Addiction Treatment: How ER’s Fail Patients?


ER Panic

Reports reveal that Jameson Rybak made several efforts to quit opioid usage within the past five years. Still, he couldn’t sustain the outcomes causing sweating, vomiting, and chills in the entire body. His mother, Suzanne, supported his determination and consistency to quit the addiction, but the situation turned to the worst-case scenario within very little time.

On 11th March 2020, 30 years old Jameson was not able to move his hand as his body started losing consciousness. Suzanne took him to the hospital, where the staff members gave him medications, fluids, and supplements to deal with muscle spasms and nausea. But when the experts recommended admitting the patient to the hospital for continuous monitoring of the symptoms, he refused with a reason that he lost his health insurance with his job last month.

As the patient and his mother were not able to find any solid reference or financing options for further treatment, they failed to treat the opioid use disorder on time. As a result, Jameson died due to an overdose of an addictive substance just within few days after the entire incident.

This scenario indicates two major gaps in the health care system in the United States: one is the very high cost of medical treatments and the capacity of addiction treatment. Although both these issues may appear distinct, they are somehow interlinked. The experts believe that the series of missed opportunities in the financial and medical system are the main cause behind increasing cases of deaths among addicted patients.

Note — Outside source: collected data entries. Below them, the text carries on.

use clap::Parser;
use logbook::{Cli, run};

fn main() {
    // Reset SIGPIPE to default behavior to prevent panic on broken pipe
    // (e.g., when piping to `head` or `less` that exits early)
    #[cfg(unix)]
    reset_sigpipe();

    let cli = Cli::parse();

    let runtime = match tokio::runtime::Runtime::new() {
        Ok(runtime) => runtime,
        Err(e) => {
            eprintln!("Error: failed to start async runtime: {}", e);
            std::process::exit(1);
        }
    };

    if let Err(e) = runtime.block_on(run(cli)) {
        eprintln!("Error: {}", e);
        std::process::exit(1);
    }
}

#[cfg(unix)]
fn reset_sigpipe() {
    unsafe {
        libc::signal(libc::SIGPIPE, libc::SIG_DFL);
    }
}
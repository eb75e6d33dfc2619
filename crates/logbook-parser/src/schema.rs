use serde::Deserialize;
use serde_json::Value;

/// Record taxonomy for one log line, discriminated by `type`.
///
/// An unrecognized `type` (or a known `type` with an incompatible payload)
/// falls back to `Unknown` at the classification layer, which preserves the
/// raw JSON instead of dropping it.
#[derive(Debug, Deserialize)]
#[serde(tag = "type", rename_all = "snake_case")]
pub(crate) enum TypedRecord {
    SessionMeta(SessionMetaRecord),
    Message(MessageRecord),
    FunctionCall(FunctionCallRecord),
    FunctionCallOutput(FunctionCallOutputRecord),
    Reasoning(ReasoningRecord),
    State(StateRecord),
}

/// Modern header: identity nested under a typed envelope.
#[derive(Debug, Deserialize)]
pub(crate) struct SessionMetaRecord {
    #[serde(default)]
    pub timestamp: Option<String>,
    pub payload: SessionMetaPayload,
}

#[derive(Debug, Deserialize)]
pub(crate) struct SessionMetaPayload {
    #[serde(default)]
    pub id: Option<String>,
    #[serde(default)]
    pub timestamp: Option<String>,
    #[serde(default, alias = "workingDir")]
    pub cwd: Option<String>,
    #[serde(default)]
    pub instructions: Option<String>,
    #[serde(default)]
    pub shell: Option<String>,
    #[serde(default)]
    pub git: Option<Value>,
    #[serde(default)]
    pub originator: Option<String>,
}

/// Legacy header: bare `id` + `timestamp` pair at the top level of line 0.
#[derive(Debug, Deserialize)]
pub(crate) struct LegacyHeader {
    pub id: String,
    #[serde(default)]
    pub timestamp: Option<String>,
    #[serde(default)]
    pub instructions: Option<String>,
    #[serde(default, alias = "workingDir")]
    pub cwd: Option<String>,
    #[serde(default)]
    pub shell: Option<String>,
    #[serde(default)]
    pub git: Option<Value>,
}

#[derive(Debug, Deserialize)]
pub(crate) struct MessageRecord {
    pub role: String,
    #[serde(default)]
    pub content: ContentField,
    #[serde(default)]
    pub timestamp: Option<String>,
}

/// `content` appears both as a bare string and as an array of typed parts.
#[derive(Debug, Deserialize)]
#[serde(untagged)]
pub(crate) enum ContentField {
    Text(String),
    Parts(Vec<ContentPart>),
}

impl Default for ContentField {
    fn default() -> Self {
        ContentField::Parts(Vec::new())
    }
}

#[derive(Debug, Deserialize)]
#[serde(tag = "type", rename_all = "snake_case")]
pub(crate) enum ContentPart {
    InputText { text: String },
    OutputText { text: String },
    Text { text: String },
    #[serde(other)]
    Unknown,
}

#[derive(Debug, Deserialize)]
pub(crate) struct FunctionCallRecord {
    pub name: String,
    #[serde(default)]
    pub arguments: Option<Value>,
    #[serde(default)]
    pub call_id: Option<String>,
    #[serde(default)]
    pub timestamp: Option<String>,
}

#[derive(Debug, Deserialize)]
pub(crate) struct FunctionCallOutputRecord {
    #[serde(default)]
    pub call_id: Option<String>,
    #[serde(default)]
    pub output: Option<Value>,
    #[serde(default)]
    pub timestamp: Option<String>,
}

#[derive(Debug, Deserialize)]
pub(crate) struct ReasoningRecord {
    #[serde(default)]
    pub text: Option<String>,
    #[serde(default)]
    pub summary: Option<Value>,
    #[serde(default)]
    pub content: Option<Value>,
}

/// State snapshots carry runtime context; `cwd` is the field this index
/// cares about, the rest is preserved for display.
#[derive(Debug, Deserialize)]
pub(crate) struct StateRecord {
    #[serde(default, alias = "workingDir")]
    pub cwd: Option<String>,
    #[serde(flatten)]
    pub rest: serde_json::Map<String, Value>,
}
use logbook_types::ShellKind;

const POSIX_SHELLS: &[&str] = &["bash", "zsh", "fish", "dash", "ksh", "sh"];
const WINDOWS_SHELLS: &[&str] = &["powershell", "pwsh", "cmd"];

/// Classify an explicit shell field (a name or a full interpreter path).
pub(crate) fn classify_shell_field(value: &str) -> ShellKind {
    let name = value
        .trim()
        .rsplit(['/', '\\'])
        .next()
        .unwrap_or("")
        .to_lowercase();
    let name = name.strip_suffix(".exe").unwrap_or(&name);

    if WINDOWS_SHELLS.contains(&name) {
        ShellKind::Windows
    } else if POSIX_SHELLS.contains(&name) {
        ShellKind::Posix
    } else {
        ShellKind::Unknown
    }
}

/// Keyword classification over header text and environment-context blocks.
pub(crate) fn classify_shell_text(text: &str) -> ShellKind {
    let haystack = text.to_lowercase();

    for keyword in ["powershell", "pwsh", "cmd.exe"] {
        if contains_word(&haystack, keyword) {
            return ShellKind::Windows;
        }
    }
    for keyword in ["bash", "zsh", "fish", "dash", "/bin/sh"] {
        if contains_word(&haystack, keyword) {
            return ShellKind::Posix;
        }
    }
    ShellKind::Unknown
}

/// Occurrence with non-word characters (or text boundaries) on both sides,
/// so "zsh" inside an identifier does not count.
fn contains_word(haystack: &str, word: &str) -> bool {
    let mut from = 0;
    while let Some(offset) = haystack[from..].find(word) {
        let start = from + offset;
        let end = start + word.len();
        let left_ok = start == 0
            || !haystack[..start]
                .chars()
                .next_back()
                .unwrap()
                .is_alphanumeric();
        let right_ok = end == haystack.len()
            || !haystack[end..].chars().next().unwrap().is_alphanumeric();
        if left_ok && right_ok {
            return true;
        }
        from = end;
    }
    false
}
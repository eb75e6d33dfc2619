use logbook_types::FileSignature;
use std::io;
use std::path::Path;
use std::time::UNIX_EPOCH;

/// Compute the live change fingerprint for a file.
///
/// Returns `Ok(None)` when the path does not exist or is not a regular file;
/// both cases mean "file gone" to callers. Any other stat failure surfaces as
/// an error.
pub fn signature_of(path: &Path) -> io::Result<Option<FileSignature>> {
    let metadata = match std::fs::metadata(path) {
        Ok(metadata) => metadata,
        Err(err) if err.kind() == io::ErrorKind::NotFound => return Ok(None),
        Err(err) => return Err(err),
    };

    if !metadata.is_file() {
        return Ok(None);
    }

    let mtime_ms = metadata
        .modified()?
        .duration_since(UNIX_EPOCH)
        .map(|d| d.as_millis() as i64)
        .unwrap_or(0);

    Ok(Some(FileSignature::new(mtime_ms, metadata.len())))
}

#[cfg(test)]
mod tests {
    use super::*;
    use filetime::FileTime;

    #[test]
    fn missing_file_is_none() {
        let dir = tempfile::tempdir().unwrap();
        let sig = signature_of(&dir.path().join("absent.log")).unwrap();
        assert!(sig.is_none());
    }

    #[test]
    fn directory_is_none() {
        let dir = tempfile::tempdir().unwrap();
        assert!(signature_of(dir.path()).unwrap().is_none());
    }

    #[test]
    fn signature_tracks_size_and_mtime() {
        let dir = tempfile::tempdir().unwrap();
        let path = dir.path().join("run-a.log");
        std::fs::write(&path, "one\n").unwrap();

        let first = signature_of(&path).unwrap().unwrap();
        assert_eq!(first.size, 4);

        std::fs::write(&path, "one\ntwo\n").unwrap();
        let second = signature_of(&path).unwrap().unwrap();
        assert_ne!(first, second);

        // Same content but different mtime must also read as changed.
        filetime::set_file_mtime(&path, FileTime::from_unix_time(1_700_000_000, 0)).unwrap();
        let third = signature_of(&path).unwrap().unwrap();
        assert_ne!(second, third);
        assert_eq!(third.mtime_ms, 1_700_000_000_000);
    }
}
use logbook_types::{ContentKind, Message, MessageContent, Role, ShellKind, truncate};
use serde_json::Value;
use std::collections::HashSet;

use crate::classify::LineRecord;
use crate::schema::{ContentField, ContentPart, MessageRecord, ReasoningRecord, TypedRecord};
use crate::shell::{classify_shell_field, classify_shell_text};
use crate::text::{
    Segment, extract_cwd_marker, first_absolute_path_token, looks_like_path, normalize_for_dedup,
    split_tagged,
};

const PREVIEW_MAX_CHARS: usize = 200;

/// Accumulator that folds classified records into the normalized projection.
///
/// The same machine drives both passes: the full Details parse collects
/// messages, the cheap Summary pass runs with `collect_messages == false`
/// and only keeps the extraction state (working directory, preview, shell).
pub(crate) struct FoldState {
    collect_messages: bool,
    pub messages: Vec<Message>,
    pub skipped: usize,
    pub preview: Option<String>,
    seen_instructions: HashSet<String>,
    cwd_structured: Option<String>,
    cwd_marker: Option<String>,
    cwd_heuristic: Option<String>,
    shell_explicit: Option<ShellKind>,
    shell_hints: String,
}

impl FoldState {
    pub fn new(collect_messages: bool) -> Self {
        Self {
            collect_messages,
            messages: Vec::new(),
            skipped: 0,
            preview: None,
            seen_instructions: HashSet::new(),
            cwd_structured: None,
            cwd_marker: None,
            cwd_heuristic: None,
            shell_explicit: None,
            shell_hints: String::new(),
        }
    }

    pub fn fold(&mut self, record: LineRecord, raw_line: &str) {
        match record {
            LineRecord::Malformed => self.skipped += 1,
            LineRecord::Typed(boxed) => match *boxed {
                TypedRecord::SessionMeta(meta) => {
                    // Mid-file envelope: absorb context, surface as meta.
                    if let Some(cwd) = &meta.payload.cwd {
                        self.note_structured_cwd(cwd);
                    }
                    if let Some(shell) = &meta.payload.shell {
                        self.note_shell_field(shell);
                    }
                    if let Some(instructions) = &meta.payload.instructions {
                        self.push_header_instructions(instructions);
                    }
                    self.push(
                        Role::Meta,
                        vec![MessageContent::tagged(
                            ContentKind::Meta,
                            raw_line.trim(),
                            "session_meta",
                        )],
                    );
                }
                TypedRecord::Message(message) => self.fold_message(message),
                TypedRecord::FunctionCall(call) => {
                    let args = match &call.arguments {
                        Some(Value::String(text)) => text.clone(),
                        Some(value) => value.to_string(),
                        None => String::new(),
                    };
                    let text = format!("{}({})", call.name, args);
                    self.push(
                        Role::Assistant,
                        vec![MessageContent::tagged(
                            ContentKind::ToolCall,
                            text,
                            "function_call",
                        )],
                    );
                }
                TypedRecord::FunctionCallOutput(output) => {
                    let text = match output.output {
                        Some(Value::String(text)) => text,
                        Some(value) => value.to_string(),
                        None => String::new(),
                    };
                    self.push(
                        Role::Tool,
                        vec![MessageContent::tagged(
                            ContentKind::ToolOutput,
                            text,
                            "function_call_output",
                        )],
                    );
                }
                TypedRecord::Reasoning(reasoning) => {
                    self.push(
                        Role::Assistant,
                        vec![MessageContent::new(
                            ContentKind::Reasoning,
                            reasoning_text(&reasoning),
                        )],
                    );
                }
                TypedRecord::State(state) => {
                    if let Some(cwd) = &state.cwd {
                        self.note_structured_cwd(cwd);
                    }
                    self.push(
                        Role::Meta,
                        vec![MessageContent::tagged(
                            ContentKind::State,
                            raw_line.trim(),
                            "state",
                        )],
                    );
                }
            },
            LineRecord::HeaderLike(value) => {
                if let Some(cwd) = value.get("cwd").and_then(|v| v.as_str()) {
                    self.note_structured_cwd(cwd);
                }
                self.push(
                    Role::Meta,
                    vec![MessageContent::tagged(
                        ContentKind::Meta,
                        raw_line.trim(),
                        "header",
                    )],
                );
            }
            LineRecord::Unknown(_) => {
                self.push(
                    Role::Meta,
                    vec![MessageContent::new(ContentKind::Unknown, raw_line.trim())],
                );
            }
        }
    }

    fn fold_message(&mut self, message: MessageRecord) {
        let role = map_role(&message.role);
        let texts: Vec<String> = match message.content {
            ContentField::Text(text) => vec![text],
            ContentField::Parts(parts) => parts
                .into_iter()
                .filter_map(|part| match part {
                    ContentPart::InputText { text }
                    | ContentPart::OutputText { text }
                    | ContentPart::Text { text } => Some(text),
                    ContentPart::Unknown => None,
                })
                .collect(),
        };

        let mut items = Vec::new();
        for text in texts {
            for segment in split_tagged(&text) {
                match segment {
                    Segment::Instructions(inner) => {
                        if self.seen_instructions.insert(normalize_for_dedup(&inner)) {
                            items.push(MessageContent::tagged(
                                ContentKind::Instructions,
                                inner,
                                "instructions",
                            ));
                        }
                    }
                    Segment::Environment(inner) => {
                        self.add_shell_hint(&inner);
                        self.absorb_text_for_cwd(&inner);
                        items.push(MessageContent::tagged(
                            ContentKind::Environment,
                            inner,
                            "environment_context",
                        ));
                    }
                    Segment::Plain(inner) => {
                        self.absorb_text_for_cwd(&inner);
                        if role == Role::User {
                            self.note_preview(&inner);
                        }
                        items.push(MessageContent::new(ContentKind::Text, inner));
                    }
                }
            }
        }

        if !items.is_empty() {
            self.push(role, items);
        }
    }

    /// Header instructions become the leading system message; the normalized
    /// text is remembered so inline recurrences deduplicate against it.
    pub fn push_header_instructions(&mut self, instructions: &str) {
        let trimmed = instructions.trim();
        if trimmed.is_empty() {
            return;
        }
        if self.seen_instructions.insert(normalize_for_dedup(trimmed)) {
            self.push(
                Role::System,
                vec![MessageContent::tagged(
                    ContentKind::Instructions,
                    trimmed,
                    "instructions",
                )],
            );
        }
    }

    pub fn note_structured_cwd(&mut self, cwd: &str) {
        let trimmed = cwd.trim();
        if self.cwd_structured.is_none() && !trimmed.is_empty() {
            self.cwd_structured = Some(trimmed.to_string());
        }
    }

    pub fn note_shell_field(&mut self, value: &str) {
        if self.shell_explicit.is_none() {
            let kind = classify_shell_field(value);
            if kind != ShellKind::Unknown {
                self.shell_explicit = Some(kind);
            }
        }
    }

    pub fn add_shell_hint(&mut self, text: &str) {
        self.shell_hints.push_str(text);
        self.shell_hints.push('\n');
    }

    /// Tier-2/3 extraction over a piece of text: delimited tag or
    /// "Current working directory:" line first, absolute-path token as the
    /// last resort.
    pub fn absorb_text_for_cwd(&mut self, text: &str) {
        if self.cwd_marker.is_none() {
            self.cwd_marker = extract_cwd_marker(text);
        }
        if self.cwd_heuristic.is_none() {
            self.cwd_heuristic = first_absolute_path_token(text);
        }
    }

    pub fn has_cwd(&self) -> bool {
        self.cwd_structured.is_some() || self.cwd_marker.is_some()
    }

    /// Tier order: structured field, then marker, then path heuristic.
    pub fn resolved_cwd(&self) -> Option<String> {
        self.cwd_structured
            .clone()
            .or_else(|| self.cwd_marker.clone())
            .or_else(|| self.cwd_heuristic.clone())
    }

    pub fn shell(&self) -> ShellKind {
        self.shell_explicit
            .unwrap_or_else(|| classify_shell_text(&self.shell_hints))
    }

    fn note_preview(&mut self, text: &str) {
        if self.preview.is_some() {
            return;
        }
        let line = text
            .lines()
            .map(str::trim)
            .find(|line| !line.is_empty() && !looks_like_path(line));
        if let Some(line) = line {
            self.preview = Some(truncate(line, PREVIEW_MAX_CHARS));
        }
    }

    fn push(&mut self, role: Role, content: Vec<MessageContent>) {
        if self.collect_messages {
            self.messages.push(Message { role, content });
        }
    }
}

fn map_role(role: &str) -> Role {
    match role.to_lowercase().as_str() {
        "user" | "human" => Role::User,
        "assistant" | "ai" | "model" => Role::Assistant,
        "system" => Role::System,
        "tool" => Role::Tool,
        _ => Role::Meta,
    }
}

fn reasoning_text(reasoning: &ReasoningRecord) -> String {
    if let Some(text) = &reasoning.text {
        return text.clone();
    }
    if let Some(Value::String(text)) = &reasoning.content {
        return text.clone();
    }
    if let Some(Value::Array(parts)) = &reasoning.summary {
        let joined: Vec<&str> = parts
            .iter()
            .filter_map(|part| {
                part.as_str()
                    .or_else(|| part.get("text").and_then(|t| t.as_str()))
            })
            .collect();
        if !joined.is_empty() {
            return joined.join("\n");
        }
    }
    reasoning
        .content
        .as_ref()
        .or(reasoning.summary.as_ref())
        .map(|value| value.to_string())
        .unwrap_or_default()
}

Reports reveal that hospital ERs in the country have changed the circumstances for patients that are struggling hard with addiction. A case study published in the year 2015 shows that giving some medications to patients for treating opioid use disorder in the ER increased their chances of getting treatment within a month by two times as compared to those who were provided with some referrals to possible addiction treatments.

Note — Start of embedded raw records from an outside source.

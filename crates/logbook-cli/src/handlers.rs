use anyhow::Result;
use logbook_runtime::{IndexEvent, SessionIndexService};
use std::path::{Path, PathBuf};

use crate::output;

pub async fn handle_list(service: &SessionIndexService, limit: usize, json: bool) -> Result<()> {
    service.crawl_once().await;

    let mut summaries = service.list_summaries();
    summaries.truncate(limit);

    if json {
        println!("{}", serde_json::to_string_pretty(&summaries)?);
    } else {
        output::print_summaries(&summaries);
    }
    Ok(())
}

pub async fn handle_show(service: &SessionIndexService, path: &Path, json: bool) -> Result<()> {
    let Some(details) = service.get_details(path).await? else {
        anyhow::bail!("no session log at {}", path.display());
    };

    if json {
        println!("{}", serde_json::to_string_pretty(&details)?);
    } else {
        output::print_details(&details);
    }
    Ok(())
}

pub async fn handle_watch(service: &SessionIndexService) -> Result<()> {
    let mut events = service.subscribe();
    service.start()?;

    let (stop_tx, mut stop_rx) = tokio::sync::mpsc::channel::<()>(1);
    ctrlc::set_handler(move || {
        let _ = stop_tx.blocking_send(());
    })?;

    eprintln!("watching for session updates, press ctrl-c to stop");
    loop {
        tokio::select! {
            _ = stop_rx.recv() => break,
            event = events.recv() => match event {
                Ok(IndexEvent::Added(batch)) => {
                    for summary in &batch {
                        output::print_event("added", summary);
                    }
                }
                Ok(IndexEvent::Updated(summary)) => output::print_event("updated", &summary),
                Ok(IndexEvent::Removed(path)) => output::print_removed(&path),
                Err(tokio::sync::broadcast::error::RecvError::Lagged(missed)) => {
                    eprintln!("(skipped {} updates)", missed);
                }
                Err(tokio::sync::broadcast::error::RecvError::Closed) => break,
            },
        }
    }

    service.stop();
    Ok(())
}

pub fn handle_roots(roots: &[PathBuf]) {
    if roots.is_empty() {
        eprintln!("no log roots configured or detected");
        return;
    }
    for root in roots {
        println!("{}", root.display());
    }
}
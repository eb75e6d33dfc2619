use serde_json::Value;

use crate::schema::TypedRecord;

/// Classification of one raw log line.
pub(crate) enum LineRecord {
    Typed(Box<TypedRecord>),
    /// Object with `id` and `timestamp` but no `type`: header-like. At line 0
    /// this is the legacy header; later it surfaces as a `meta` message.
    HeaderLike(Value),
    /// Parseable JSON of an unrecognized shape, preserved verbatim.
    Unknown(Value),
    /// Not valid JSON. Counted as a skipped line; never aborts the file.
    Malformed,
}

pub(crate) fn classify_line(line: &str) -> LineRecord {
    let value: Value = match serde_json::from_str(line) {
        Ok(value) => value,
        Err(_) => return LineRecord::Malformed,
    };

    let Some(object) = value.as_object() else {
        return LineRecord::Unknown(value);
    };

    if object.get("type").is_some_and(|t| t.is_string()) {
        return match serde_json::from_value::<TypedRecord>(value.clone()) {
            Ok(record) => LineRecord::Typed(Box::new(record)),
            Err(_) => LineRecord::Unknown(value),
        };
    }

    if object.contains_key("id") && object.contains_key("timestamp") {
        return LineRecord::HeaderLike(value);
    }

    LineRecord::Unknown(value)
}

Providing few medications to addicted patients is not a standard practice in the country. As per the survey conducted in the year 2017, almost 5% of emergency medicine physicians revealed that they provided medications for treating opioid use disorders; however, many ERs simply discharged the patients with some list of contact numbers for nearby addiction clinics.

Suzanne said that she was not even able to receive any referral or prescription for treating the addiction of her son. This was an unfortunate incident that ERs were not equipped with follow-up treatment options or recommendations during the existing drug crises within the country.

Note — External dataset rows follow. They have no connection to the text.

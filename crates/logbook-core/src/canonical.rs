use serde::{Deserialize, Serialize};
use std::path::{Component, Path, PathBuf};

/// Normalized, separator- and case-insensitive identity for a log file path.
///
/// Two paths that resolve to the same physical file must map to the same key,
/// regardless of how different callers spell them (separator style, casing,
/// redundant `.`/`..` components). Symlinks are resolved when the file still
/// exists; for paths that no longer resolve (deletion events) the key falls
/// back to a purely lexical normalization of the absolute path.
#[derive(Debug, Clone, PartialEq, Eq, Hash, Serialize, Deserialize)]
#[serde(transparent)]
pub struct CanonicalKey(String);

impl CanonicalKey {
    pub fn from_path(path: &Path) -> Self {
        let resolved = path
            .canonicalize()
            .unwrap_or_else(|_| lexical_normalize(path));
        Self(normalize_text(&resolved.to_string_lossy()))
    }

    /// Build a key from an already-normalized string. Test/deserialization
    /// escape hatch; prefer [`CanonicalKey::from_path`].
    pub fn from_normalized(key: impl Into<String>) -> Self {
        Self(key.into())
    }

    pub fn as_str(&self) -> &str {
        &self.0
    }
}

impl std::fmt::Display for CanonicalKey {
    fn fmt(&self, f: &mut std::fmt::Formatter<'_>) -> std::fmt::Result {
        write!(f, "{}", self.0)
    }
}

/// Single separator style, lower-cased.
pub(crate) fn normalize_text(path: &str) -> String {
    path.replace('\\', "/").to_lowercase()
}

/// Resolve `.`/`..` components and make the path absolute without touching
/// the filesystem beyond the current-directory lookup.
pub(crate) fn lexical_normalize(path: &Path) -> PathBuf {
    let absolute = if path.is_absolute() {
        path.to_path_buf()
    } else {
        std::env::current_dir()
            .map(|cwd| cwd.join(path))
            .unwrap_or_else(|_| path.to_path_buf())
    };

    let mut out = PathBuf::new();
    for component in absolute.components() {
        match component {
            Component::CurDir => {}
            Component::ParentDir => {
                out.pop();
            }
            other => out.push(other.as_os_str()),
        }
    }
    out
}

#[cfg(test)]
mod tests {
    use super::*;

    #[test]
    fn key_is_case_and_separator_insensitive() {
        let a = CanonicalKey(normalize_text(r"C:\Users\Dev\logs\2025\01\01\run-a.log"));
        let b = CanonicalKey(normalize_text("c:/users/dev/LOGS/2025/01/01/RUN-A.log"));
        assert_eq!(a, b);
    }

    #[test]
    fn redundant_components_collapse() {
        let spelled = Path::new("/tmp/roots/./2025/../2025/01/01/run-a.log");
        let plain = Path::new("/tmp/roots/2025/01/01/run-a.log");
        assert_eq!(
            CanonicalKey::from_path(spelled),
            CanonicalKey::from_path(plain)
        );
    }

    #[test]
    fn symlink_and_direct_path_share_a_key() {
        let dir = tempfile::tempdir().unwrap();
        let target = dir.path().join("run-a.log");
        std::fs::write(&target, "{}").unwrap();

        #[cfg(unix)]
        {
            let link = dir.path().join("alias.log");
            std::os::unix::fs::symlink(&target, &link).unwrap();
            assert_eq!(
                CanonicalKey::from_path(&target),
                CanonicalKey::from_path(&link)
            );
        }
    }
}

In order to deal with the ongoing ER’s fail conditions, the patients need to collect information about few essential factors. They need to ask hospital staff about financial assistance policies and apply them wherever possible. There are always some favorable alternatives that you can try to meet your financial needs for treatment. One can also fix meetings with the financial counsellors and collect information about some assistance programs within the community. These initiatives may improve the outcomes of ERs in very little time. Furthermore, the experts and policymakers also need to deal with relapse and hidden struggles on this path.